The Street Vibrations Spring Rally was contained to the Nugget’s west parking lot for the first time since the Spring Rally’s beginning. The fencing and “no colors” policy set up by the Nugget helped support the family aspect of the event, and brought some fringe benefits for vendors.
“It seems to me that it is kind of helping people find us,” Striper Josh said, adding that Millers Chop Shop usually sets up in downtown Reno. “The people that come expecting to see us with everything being more concentrated like this is making it easier for those people.”
Wells agreed that business was aided being housed inside the fences of the Nugget. He felt the exposure and funneling of visitors boosted the amount of people stopping by.

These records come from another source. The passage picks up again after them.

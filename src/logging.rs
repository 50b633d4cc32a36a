use std::fs::{File, OpenOptions};
use std::io::Write;
use std::path::PathBuf;
use std::sync::Mutex;

use clap::{Args, ValueEnum};
use log::{Level, LevelFilter, Log, Metadata, Record};

type SyslogLogger = syslog::Logger<syslog::LoggerBackend, syslog::Formatter3164>;

#[derive(Debug, Clone, Copy, ValueEnum)]
pub enum LogLevel {
    Error,
    Warn,
    Info,
    Debug,
}

impl LogLevel {
    fn to_level_filter(self) -> LevelFilter {
        match self {
            LogLevel::Error => LevelFilter::Error,
            LogLevel::Warn => LevelFilter::Warn,
            LogLevel::Info => LevelFilter::Info,
            LogLevel::Debug => LevelFilter::Debug,
        }
    }
}

#[derive(Debug, Args)]
pub struct LogArgs {
    /// Log level (default: warn)
    #[arg(long = "log-level", value_enum, global = true)]
    pub log_level: Option<LogLevel>,

    /// Append log messages to a file
    #[arg(long = "log-file", global = true)]
    pub log_file: Option<PathBuf>,

    /// Send log messages to syslog
    #[arg(long, global = true)]
    pub syslog: bool,
}

struct SyncloadLogger {
    log_file: Option<Mutex<File>>,
    syslog: Option<Mutex<SyslogLogger>>,
}

fn level_tag(level: Level) -> &'static str {
    match level {
        Level::Error => "error",
        Level::Warn => "warning",
        Level::Info => "info",
        Level::Debug => "debug",
        Level::Trace => "debug",
    }
}

fn prefix_for(target: &str) -> &'static str {
    if target.contains("worker") {
        "syncload worker"
    } else {
        "syncload"
    }
}

fn format_line(record: &Record) -> String {
    format!(
        "[{}] {}: {}",
        prefix_for(record.target()),
        level_tag(record.level()),
        record.args()
    )
}

impl Log for SyncloadLogger {
    fn enabled(&self, metadata: &Metadata) -> bool {
        metadata.level() <= log::max_level()
    }

    fn log(&self, record: &Record) {
        let msg = format_line(record);

        // Always write to stderr
        let _ = writeln!(std::io::stderr().lock(), "{}", msg);

        if let Some(ref file) = self.log_file {
            if let Ok(mut f) = file.lock() {
                let _ = writeln!(f, "{}", msg);
            }
        }

        if let Some(ref logger) = self.syslog {
            if let Ok(mut l) = logger.lock() {
                let text = format!("{}", record.args());
                let _ = match record.level() {
                    Level::Error => l.err(&text),
                    Level::Warn => l.warning(&text),
                    Level::Info => l.info(&text),
                    Level::Debug | Level::Trace => l.debug(&text),
                };
            }
        }
    }

    fn flush(&self) {
        if let Some(ref file) = self.log_file {
            if let Ok(mut f) = file.lock() {
                let _ = f.flush();
            }
        }
    }
}

pub fn init(args: &LogArgs) {
    let level = args.log_level.unwrap_or(LogLevel::Warn);

    let log_file = args.log_file.as_ref().and_then(|path| {
        OpenOptions::new()
            .create(true)
            .append(true)
            .open(path)
            .ok()
            .map(Mutex::new)
    });

    let syslog = if args.syslog {
        syslog::unix(syslog::Formatter3164 {
            facility: syslog::Facility::LOG_DAEMON,
            hostname: None,
            process: "syncload".into(),
            pid: std::process::id(),
        })
        .ok()
        .map(Mutex::new)
    } else {
        None
    };

    let logger = SyncloadLogger { log_file, syslog };

    let _ = log::set_boxed_logger(Box::new(logger));
    log::set_max_level(level.to_level_filter());
}

#[cfg(test)]
mod tests {
    use super::*;

    #[test]
    fn test_worker_targets_get_worker_prefix() {
        assert_eq!(prefix_for("syncload::worker"), "syncload worker");
        assert_eq!(prefix_for("syncload::supervisor"), "syncload");
    }

    #[test]
    fn test_format_line() {
        let line = format_line(
            &Record::builder()
                .args(format_args!("worker 0: 3 cycles completed"))
                .level(Level::Info)
                .target("syncload::worker")
                .build(),
        );
        assert_eq!(line, "[syncload worker] info: worker 0: 3 cycles completed");
    }

    #[test]
    fn test_enabled_follows_max_level() {
        let logger = SyncloadLogger {
            log_file: None,
            syslog: None,
        };
        log::set_max_level(LevelFilter::Warn);
        let info = Metadata::builder().level(Level::Info).build();
        let error = Metadata::builder().level(Level::Error).build();
        assert!(!logger.enabled(&info));
        assert!(logger.enabled(&error));
    }

    #[test]
    fn test_level_filter_mapping() {
        assert_eq!(LogLevel::Warn.to_level_filter(), LevelFilter::Warn);
        assert_eq!(LogLevel::Debug.to_level_filter(), LevelFilter::Debug);
        assert_eq!(level_tag(Level::Trace), "debug");
    }
}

“I find, as far as business goes, we get a lot more traffic,” Wells said of his Pyrotexxx LED’s booth. “Based on the fact when we were on the other side of the freeway a lot of people set their day based on if they are going on a run or seeing a concert, so they usually missed us. But now that they have set it all in the confined area, we get to see everybody.
“For myself, and the rest of the vendors out here, it is all about the numbers. The more people you make contact with, the better chances you have for your product to be fruitful for you and your clientele.”